Recent work underlines the complexity of giftedness of which creativity is one form. Creativity may involve the ability to go beyond intelligence to synthesize unrelated associations among concepts. The relationship between intelligence and creative potential may be mediated by biologically-based executive mechanisms. Such mechanisms may include cognitive inhibition and task-switching (Benedek, Franz, Heene, & Neubauer, 2012).

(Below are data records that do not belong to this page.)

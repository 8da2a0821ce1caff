//! Client for the upstream product/identity API (DummyJSON-shaped).
//!
//! One `reqwest`-backed client covers both upstream concerns:
//!
//! - **Catalog**: product listing and per-product lookup
//! - **Identity**: login and bearer-token verification (`GET /auth/me`)
//!
//! Responses are read as text first and parsed with `serde_json` so parse
//! failures can be diagnosed from logs. All failures surface as a typed
//! [`UpstreamError`]; callers translate those at their own boundary and
//! never expose a raw transport error to the client.

pub mod types;

use std::sync::Arc;

use reqwest::StatusCode;
use serde::de::DeserializeOwned;
use thiserror::Error;
use tracing::instrument;

use shopfront_core::ProductId;

use crate::config::ServerConfig;
use types::{Identity, LoginCredentials, LoginSession, Product, ProductsPage};

/// Fields requested from the catalog; the upstream always includes `id`.
const PRODUCT_FIELDS: &str = "title,description,price,thumbnail";

/// Errors that can occur when calling the upstream API.
#[derive(Debug, Error)]
pub enum UpstreamError {
    /// HTTP request failed at the transport level.
    #[error("HTTP error: {0}")]
    Http(#[from] reqwest::Error),

    /// Upstream responded with a non-success status.
    #[error("upstream returned {0}")]
    Status(StatusCode),

    /// Requested resource does not exist upstream.
    #[error("not found: {0}")]
    NotFound(String),

    /// JSON parsing failed.
    #[error("JSON parse error: {0}")]
    Parse(#[from] serde_json::Error),
}

/// Client for the upstream product/identity API.
///
/// Cheaply cloneable; the underlying connection pool is shared.
#[derive(Clone)]
pub struct UpstreamClient {
    inner: Arc<UpstreamClientInner>,
}

struct UpstreamClientInner {
    client: reqwest::Client,
    base_url: url::Url,
}

impl UpstreamClient {
    /// Create a new upstream client from server configuration.
    ///
    /// # Errors
    ///
    /// Returns an error if the underlying HTTP client cannot be built.
    pub fn new(config: &ServerConfig) -> Result<Self, UpstreamError> {
        let client = reqwest::Client::builder()
            .timeout(config.upstream_timeout)
            .build()?;

        Ok(Self {
            inner: Arc::new(UpstreamClientInner {
                client,
                base_url: config.upstream_url.clone(),
            }),
        })
    }

    fn endpoint(&self, path: &str) -> String {
        let base = self.inner.base_url.as_str().trim_end_matches('/');
        format!("{base}{path}")
    }

    /// Read a response body as text and parse it as JSON.
    async fn parse_body<T: DeserializeOwned>(
        response: reqwest::Response,
    ) -> Result<T, UpstreamError> {
        let text = response.text().await?;
        serde_json::from_str(&text).map_err(|e| {
            tracing::error!(
                error = %e,
                body = %text.chars().take(500).collect::<String>(),
                "Failed to parse upstream response"
            );
            UpstreamError::Parse(e)
        })
    }

    // =========================================================================
    // Catalog
    // =========================================================================

    /// List catalog products with the fields the storefront needs.
    ///
    /// # Errors
    ///
    /// Returns an error if the request fails or the response cannot be parsed.
    #[instrument(skip(self))]
    pub async fn list_products(&self) -> Result<Vec<Product>, UpstreamError> {
        let response = self
            .inner
            .client
            .get(self.endpoint("/products"))
            .query(&[("limit", "100"), ("select", PRODUCT_FIELDS)])
            .send()
            .await?;

        let status = response.status();
        if !status.is_success() {
            return Err(UpstreamError::Status(status));
        }

        let page: ProductsPage = Self::parse_body(response).await?;
        Ok(page.products)
    }

    /// Look up a single catalog product by ID.
    ///
    /// # Errors
    ///
    /// Returns `UpstreamError::NotFound` if the product does not exist, or
    /// another variant if the request fails.
    #[instrument(skip(self), fields(product_id = %id))]
    pub async fn get_product(&self, id: ProductId) -> Result<Product, UpstreamError> {
        let response = self
            .inner
            .client
            .get(self.endpoint(&format!("/products/{id}")))
            .query(&[("select", PRODUCT_FIELDS)])
            .send()
            .await?;

        let status = response.status();
        if status == StatusCode::NOT_FOUND {
            return Err(UpstreamError::NotFound(format!("product {id}")));
        }
        if !status.is_success() {
            return Err(UpstreamError::Status(status));
        }

        Self::parse_body(response).await
    }

    // =========================================================================
    // Identity
    // =========================================================================

    /// Exchange credentials for an upstream session.
    ///
    /// # Errors
    ///
    /// Returns `UpstreamError::Status` with the upstream status on rejection;
    /// the caller decides how to classify it.
    #[instrument(skip(self, credentials), fields(username = %credentials.username))]
    pub async fn login(&self, credentials: &LoginCredentials) -> Result<LoginSession, UpstreamError> {
        let response = self
            .inner
            .client
            .post(self.endpoint("/auth/login"))
            .json(credentials)
            .send()
            .await?;

        let status = response.status();
        if !status.is_success() {
            return Err(UpstreamError::Status(status));
        }

        Self::parse_body(response).await
    }

    /// Fetch the identity record for a bearer token.
    ///
    /// # Errors
    ///
    /// Returns `UpstreamError::Status` with the upstream status if the token
    /// is rejected; the verifier classifies 401 as an expired credential.
    #[instrument(skip(self, token))]
    pub async fn current_user(&self, token: &str) -> Result<Identity, UpstreamError> {
        let response = self
            .inner
            .client
            .get(self.endpoint("/auth/me"))
            .bearer_auth(token)
            .send()
            .await?;

        let status = response.status();
        if !status.is_success() {
            return Err(UpstreamError::Status(status));
        }

        Self::parse_body(response).await
    }
}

1.2. Twin studies of creativity

Twin designs include identical (monozygotic or MZ) twins who share 100% of their genes and fraternal (dizygotic or DZ) twins who share, on average, 50% of their genes. Greater MZ than DZ resemblance demonstrates genetic influence on behavior. Twin studies of creative attributes have produced mixed findings regarding genetic effects. An early study of thirteen twin pairs suggested that creativity was not heritable, but was related to intelligence measures (Richmond, 1966). Another twin study found that environment plays a stronger role than heredity in shaping creativity (Vandenberg, 1968).

Additional research suggests that genetic contributions to creativity vary with construct and type of measure. Reznikoff, Domino, Bridges, and Honeyman (1973) found genetic effects on word association, but not on associational fluency in teenage twins. An Italian study of adolescent twins showed genetic effects on adaptive flexibility and esthetic judgment, but not on ideational or expressional fluency, findings replicated with an American sample (Barron, 1972). A subsequent study of young adult twins reported genetic effects on perceptual and esthetic abilities, but not on esthetic preferences (Barron & Parisi, 1976).

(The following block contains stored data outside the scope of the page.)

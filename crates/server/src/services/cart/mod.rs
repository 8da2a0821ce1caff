//! Cart service: the add-item operation.
//!
//! Orchestrates the cart store with the upstream catalog lookup. The whole
//! read-check-resolve-write sequence runs under the customer's store lock,
//! so concurrent adds for one customer serialize while different customers
//! proceed independently.

mod store;

pub use store::CartStore;

use thiserror::Error;
use tracing::instrument;

use shopfront_core::{Cart, CustomerId, LineItem, ProductId};

use crate::dummyjson::{UpstreamClient, UpstreamError, types::Product};

/// Errors that can occur while adding an item to a cart.
#[derive(Debug, Error)]
pub enum CartError {
    /// The cart already holds this product.
    #[error("product {0} is already in the cart")]
    DuplicateItem(ProductId),

    /// The catalog has no product with this ID.
    #[error("product {0} not found")]
    ItemNotFound(ProductId),

    /// The catalog lookup failed for another reason.
    #[error("catalog lookup failed")]
    CatalogLookupFailed(#[source] UpstreamError),
}

/// Service coordinating cart mutations with catalog lookups.
pub struct CartService {
    store: CartStore,
    upstream: UpstreamClient,
}

impl CartService {
    /// Create a new cart service with an empty store.
    #[must_use]
    pub fn new(upstream: UpstreamClient) -> Self {
        Self {
            store: CartStore::new(),
            upstream,
        }
    }

    /// Snapshot a customer's cart, if one exists.
    #[must_use]
    pub fn cart(&self, customer: &CustomerId) -> Option<Cart> {
        self.store.get(customer)
    }

    /// Add a catalog product to a customer's cart.
    ///
    /// The duplicate check runs before the catalog round trip, so a
    /// duplicate add never costs an upstream call. The line item is built
    /// from the catalog response, never from client input. Either the whole
    /// add commits (append plus total update) or nothing does.
    ///
    /// # Errors
    ///
    /// Returns `DuplicateItem` if the product is already in the cart,
    /// `ItemNotFound` if the catalog has no such product, and
    /// `CatalogLookupFailed` for any other catalog failure.
    #[instrument(skip(self), fields(customer = %customer, product_id = %product_id))]
    pub async fn add_item(
        &self,
        customer: &CustomerId,
        product_id: ProductId,
    ) -> Result<Cart, CartError> {
        let lock = self.store.entry_lock(customer);
        let _guard = lock.lock().await;

        // Lazily start from an empty cart; it is only persisted on success,
        // so a failed first add leaves no cart behind.
        let mut cart = self.store.get(customer).unwrap_or_default();

        if cart.contains(product_id) {
            return Err(CartError::DuplicateItem(product_id));
        }

        let product = match self.upstream.get_product(product_id).await {
            Ok(product) => product,
            Err(UpstreamError::NotFound(_)) => return Err(CartError::ItemNotFound(product_id)),
            Err(e) => return Err(CartError::CatalogLookupFailed(e)),
        };

        cart.push(line_item_from(product));
        self.store.upsert(customer, cart.clone());

        tracing::debug!(total = %cart.grand_total, items = cart.len(), "Cart updated");
        Ok(cart)
    }
}

/// Build a line item from a catalog product.
fn line_item_from(product: Product) -> LineItem {
    LineItem {
        id: product.id,
        title: product.title,
        description: product.description,
        price: product.price,
        thumbnail: product.thumbnail,
    }
}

Summarizing ten creativity studies, average correlations were .61 for MZ twins and .50 for DZ twins, suggesting modest heritability (Nichols, 1978). However, Canter (1973) proposed that these correlations would have been more similar controlling for general cognitive ability. Accordingly, a recent survey failed to support genetic influence on creative behavior (Chávez-Eakle, 2007).

A recent study reported a .29 heritability on four-year-old twin children’s human figure drawing, using the Draw-a-Child task (Arden, Trzaskowski, Garfield, & Plomin, 2014). This was not a creativity study, but an assessment of children’s ability, based on the presence/correct number of body features. Creative attributes, such as esthetic quality and interesting features, were not examined. The generalizability of these findings to adults is unknown.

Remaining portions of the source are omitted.